— О-о, там, говорят, хорошее море, много отелей и сервис на высоте?
— Могу судить только о море, — осторожно признал я.
— Здорово, и вы так чисто говорите по-русски. Всё-таки замечательно, что ролевое движение настолько легко переходит все границы и объединяет людей. А ведь у России с Черногорией вроде бы безвизовый режим? Вы к нам самолётом или поездом?
— Мы… по воде.
— Ух ты… — Девушка окончательно округлила зелёные глаза под размер очков, даже не пытаясь скрыть чисто детской зависти. — Наверное, это безумно красиво и интересно — вот так плыть на лайнере из Средиземного моря в Чёрное, а потом, наверное, теплоходом по Днепру или через Волго-Донской канал. И как вам наш город?
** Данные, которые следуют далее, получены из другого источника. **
// Copyright (C) 2020 Parity Technologies (UK) Ltd.
// SPDX-License-Identifier: GPL-3.0-or-later WITH Classpath-exception-2.0

// This program is free software: you can redistribute it and/or modify
// it under the terms of the GNU General Public License as published by
// the Free Software Foundation, either version 3 of the License, or
// (at your option) any later version.

// This program is distributed in the hope that it will be useful,
// but WITHOUT ANY WARRANTY; without even the implied warranty of
// MERCHANTABILITY or FITNESS FOR A PARTICULAR PURPOSE. See the
// GNU General Public License for more details.

// You should have received a copy of the GNU General Public License
// along with this program. If not, see <https://www.gnu.org/licenses/>.

#[cfg(not(feature = "std"))]
use alloc::vec::Vec;

use codec::{Decode, Encode};

use crate::{BlockNumber, ValidatorSetId};

/// A single payload entry of a [`Commitment`].
///
/// The entry with `payload_id == *b"mh"` carries the 32-byte MMR root.
#[derive(Debug, Clone, PartialEq, Eq, Encode, Decode)]
pub struct Payload {
	/// Two-byte payload discriminator, e.g. `*b"mh"` for the MMR root.
	pub payload_id: [u8; 2],
	/// Payload contents; callers must check the length themselves since it
	/// varies by `payload_id`.
	pub payload_data: Vec<u8>,
}

impl Payload {
	/// The `payload_id` carrying the MMR root.
	pub const MMR_ROOT_ID: [u8; 2] = *b"mh";

	/// Construct an MMR-root payload entry.
	pub fn mmr_root(root: [u8; 32]) -> Self {
		Payload { payload_id: Self::MMR_ROOT_ID, payload_data: root.to_vec() }
	}
}

/// A commitment signed by BEEFY authorities.
///
/// Authorities sign `Keccak256(SCALE(commitment))`; this encoding must stay
/// bit-exact with the signing relay chain, or every signature over it is
/// meaningless.
#[derive(Debug, Clone, PartialEq, Eq, Encode, Decode)]
pub struct Commitment {
	/// Ordered list of payload entries, e.g. the `"mh"` MMR-root entry.
	pub payload: Vec<Payload>,
	/// Relay chain block number this commitment is for.
	pub block_number: BlockNumber,
	/// Authority set supposed to have signed this commitment.
	pub validator_set_id: ValidatorSetId,
}

impl Commitment {
	/// Find the payload entry carrying the MMR root, if present.
	pub fn mmr_root(&self) -> Option<&[u8]> {
		self.payload
			.iter()
			.find(|p| p.payload_id == Payload::MMR_ROOT_ID)
			.map(|p| p.payload_data.as_slice())
	}
}

/// A 65-byte recoverable ECDSA signature, `r || s || v`.
#[derive(Debug, Clone, PartialEq, Eq, Encode, Decode)]
pub struct ValidatorSignature {
	/// Index of the signing authority within the declared authority set.
	pub authority_index: u32,
	/// `r || s || v` signature bytes; `v` may be `{0,1}` or `{27,28}`.
	pub signature: [u8; 65],
}

/// A [`Commitment`] together with a sparse list of authority signatures over
/// it (fewer than `len` entries are allowed, subject to the threshold check
/// in `VerifyClientMessage`).
#[derive(Debug, Clone, PartialEq, Eq, Encode, Decode)]
pub struct SignedCommitment {
	/// The commitment being signed.
	pub commitment: Commitment,
	/// Sparse list of authority signatures over `commitment`.
	pub signatures: Vec<ValidatorSignature>,
}

#[cfg(test)]
mod tests {
	use super::*;

	#[test]
	fn commitment_encode_decode() {
		let commitment = Commitment {
			payload: vec![Payload::mmr_root([7u8; 32])],
			block_number: 5,
			validator_set_id: 0,
		};

		let encoded = commitment.encode();
		let decoded = Commitment::decode(&mut &encoded[..]).unwrap();

		assert_eq!(decoded, commitment);
	}

	#[test]
	fn mmr_root_lookup() {
		let commitment = Commitment {
			payload: vec![
				Payload { payload_id: *b"xx", payload_data: vec![1, 2, 3] },
				Payload::mmr_root([9u8; 32]),
			],
			block_number: 1,
			validator_set_id: 0,
		};
		assert_eq!(commitment.mmr_root(), Some(&[9u8; 32][..]));
	}

	#[test]
	fn mmr_root_missing() {
		let commitment = Commitment {
			payload: vec![Payload { payload_id: *b"xx", payload_data: vec![] }],
			block_number: 1,
			validator_set_id: 0,
		};
		assert_eq!(commitment.mmr_root(), None);
	}

	#[test]
	fn signed_commitment_encode_decode() {
		let commitment = Commitment {
			payload: vec![Payload::mmr_root([1u8; 32])],
			block_number: 5,
			validator_set_id: 0,
		};
		let signed = SignedCommitment {
			commitment,
			signatures: vec![
				ValidatorSignature { authority_index: 2, signature: [9u8; 65] },
				ValidatorSignature { authority_index: 3, signature: [8u8; 65] },
			],
		};

		let encoded = signed.encode();
		let decoded = SignedCommitment::decode(&mut &encoded[..]).unwrap();

		assert_eq!(decoded, signed);
	}
}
— Ну-у, мы успели «посмотреть» фонтан у набережной, там, где три женские скульптуры, и дойти до большого храма Иоанна Предтечи. Вот и… на первый раз… всё.
— Вам обязательно надо посмотреть Волгоград! Здесь очень красиво: Мамаев курган, «Родина-мать», Музей боевой славы, панорама Сталинградской битвы, да мало ли… Где вы остановились?
— Пока здесь, — признался я.
— Вы очень приятный человек, Моцарт, — неожиданно улыбнулась Рита. — Красивый как никто, какой-то невероятно светлый и, наверное, очень добрый. Сейчас таких уже нет…
Снизу раздался требовательный стук в столешницу, показалась чуть покачивающаяся рука с пустой стопкой. Я долил Сильвии водки и опустил вниз ещё и ломоть хлеба, пусть хоть чем-то закусывает.
— Я оставлю вам свой номер телефона. Пусть ваша девушка позвонит, как вы проснётесь. Вот. — Она достала из сумочки что-то вроде самопишущего пера и быстро набросала на бумажной салфетке ряд цифр. — А мне, к сожалению, пора…
— Не слишком поздно?
— Да, уже почти два часа ночи. Но не беспокойтесь, я живу здесь недалеко. В крайнем случае всегда можно вызвать такси.
— Не стоит привлекать внимание, я попробую справиться сам.
— Мм… в каком смысле, вы о чём, Моцарт? — глянув на меня поверх очков, улыбнулась собеседница, а мою спину уже буквально жгли три пары глаз, и я прекрасно понимал, что это значит.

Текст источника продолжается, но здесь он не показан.